Mutsuzluğuna üzülüp, öfkene sinirleniyorsun. Haline acıyarak bir olan derdini ikiye katlıyorsun. Halbuki çözüm bu değil ki. Asıl mesele ‘’başına ne geldiği değil, buna nasıl tepki verdiğin.’’ Bazı dertler çok acı, kabul. Peki sadece pasta yiyerek büyüyebilir misin? Maalesef, hayır. Ancak dertlerin sana gösterdiği işaretleri takip edip doğru yola ulaşabilirsin. Bunun içinse yapman gereken: Allah’ın ipine sımsıkı sarılıp, dertlerin sana fısıldadığı sırları duymak.
Bekir Develi
Müslüman’ın değiştirilemeyen bir gündemi olmalı.
Neden Söylemiş Olabilir? Güzel bir konu açma cümlesidir ‘ne var ne yok ?’ Bu soru ile gündem tespit edilir ve muhabbet oradan akar gider. Soru ise: Şu zamanda hangi gündem gerçek?

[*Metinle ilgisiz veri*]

//! scriptbox: sandboxed execution and static risk scoring for uploaded scripts
//!
//! Each Python or SQL upload is analysed twice, in parallel: statically for
//! risky constructs, and by running it in a resource-limited sandbox. The
//! results become one immutable [`AnalysisRecord`] in an append-only store.
//!
//! # Architecture
//!
//! ## Intake ([`intake`])
//! - Filename sanitising, extension and size checks
//!
//! ## Static Analysis ([`analyzer`])
//! - [`analyzer::python`]: Python rule set over a comment/string-masked source
//! - [`analyzer::sql`]: SQL rule set with statement splitting
//! - [`analyzer::score`]: Weighted score and risk level
//!
//! ## Execution Control ([`exec`], [`runtime`], [`verdict`])
//! - [`exec::executor`]: Workspace, spawn, isolation fallback, telemetry
//! - [`exec::preexec`]: Child-side rlimits and namespace setup
//! - [`exec::supervisor`]: wait4 polling, limit enforcement, group kill
//! - [`exec::pool`]: Bounded sandbox concurrency
//! - [`runtime`]: Per-language launch adapters
//! - [`verdict`]: Exit status classification over run evidence
//!
//! ## Metrics & Records ([`performance`], [`store`], [`pipeline`])
//! - [`performance::derive`]: Performance metrics from telemetry
//! - [`store`]: Append-only record stores (SQLite, in-memory)
//! - [`pipeline`]: Orchestration, retry, monotonic record clock
//!
//! ## Safety & Observability ([`safety`], [`observability`], [`utils`])
//! - [`safety::workspace`]: Run-scoped directories removed on every path
//! - [`safety::safe_cleanup`]: Symlink-safe tree removal
//! - [`observability::audit`]: Structured audit events
//! - [`observability::metrics`]: Pipeline counters
//! - [`utils::output`]: Bounded output collection

pub mod analyzer;
pub mod cli;
pub mod config;
pub mod exec;
pub mod intake;
pub mod observability;
pub mod performance;
pub mod pipeline;
pub mod runtime;
pub mod safety;
pub mod store;
pub mod utils;
pub mod verdict;

// Re-export commonly used types for convenience
pub use config::types::*;
pub use exec::{CancelToken, SandboxExecutor, ScriptExecutor};
pub use pipeline::Orchestrator;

Modern toplum illüzyonu çok sever ve her dakika ayrı bir ‘trend topic’ ile bizi şaşırtır. Kimi zaman siyasi, kimi zaman ticari, çoğu zamansa malayani bir sürü şey. İnsanların bir şeyler düşünmesine fırsat vermeksizin yeni bir algı oluşturup kaçar gider. Şimdi, tam da burada durup bir düşünmek gerek. Benim gündemimi kim belirliyor? Ben mi yoksa bir başkası mı?
Ne güzel söylemiş Bekir Develi; değişmeyen, değiştirilemeyen bir gündemi olmalı Müslüman’ın. Namazı ihmal etmemek, her şartta Hakk’ı anlatmak, her gün mutlaka Kur’ân okumak, Peygamber Efendimizi biraz daha tanımaya çalışmak. Zira sermaye tükenmekte, gayrısı ziyan.
Ömer Tuğrul İnançer
Dolular dolduruşa gelmez, boşlar dolduruşa gelir.

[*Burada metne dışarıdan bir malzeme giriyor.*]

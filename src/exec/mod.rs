//! Execution control
//!
//! Spawns scripts under isolation, supervises them against their limits and
//! bounds how many run at once.

pub mod cancel;
pub mod cgroup;
pub mod executor;
pub mod memory;
pub mod pool;
pub mod preexec;
pub mod supervisor;

pub use cancel::CancelToken;
pub use executor::{SandboxExecutor, ScriptExecutor};
pub use pool::{SandboxPermit, SandboxPool};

Neden Söylemiş Olabilir? Yaşadığımız çağ bizi güzelce ambalajlama derdinde. Herkesin paketi şahane olduğundan kimin içinde ne olduğunu anlamak zor. İnsanların çok şık titrleri, her şey hakkında fikirleri ve büyüleyici sosyal medya hesapları var. Peki dolu ile boş bir kefeye konur mu? Haydi kondu diyelim, boş olan kendini ele vermez mi?

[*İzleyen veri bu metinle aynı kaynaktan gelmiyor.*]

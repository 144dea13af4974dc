//! Safety and cleanup
//!
//! Run-scoped workspaces and the symlink-safe removal behind them.

pub mod safe_cleanup;
pub mod workspace;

Yıllar önce gittiğim bir şehirde yaşadığım güzel bir anı var. Bir dede ve torunu arasında geçen ve aklıma kazınan bir diyalog. Başak tarlasının yanında duran dede torununa dönüp ‘evladım bak; boş başak dik durur, dolu başak eğik durur’ demişti. Kısacık gibi duran bu sözün manası aslında ne kadar büyüktü.
Boş insanın başı dik olur, cehaleti yüzünden her sözün peşinden gider. Dolu insan ise derindir, bin düşünür bir söyler. Önce söze bakar laf mı diye, sonra söyleyene bakar adam mı diye. Kıssadan hisse; dolular dolduruşa gelmez, boşlar dolduruşa gelir.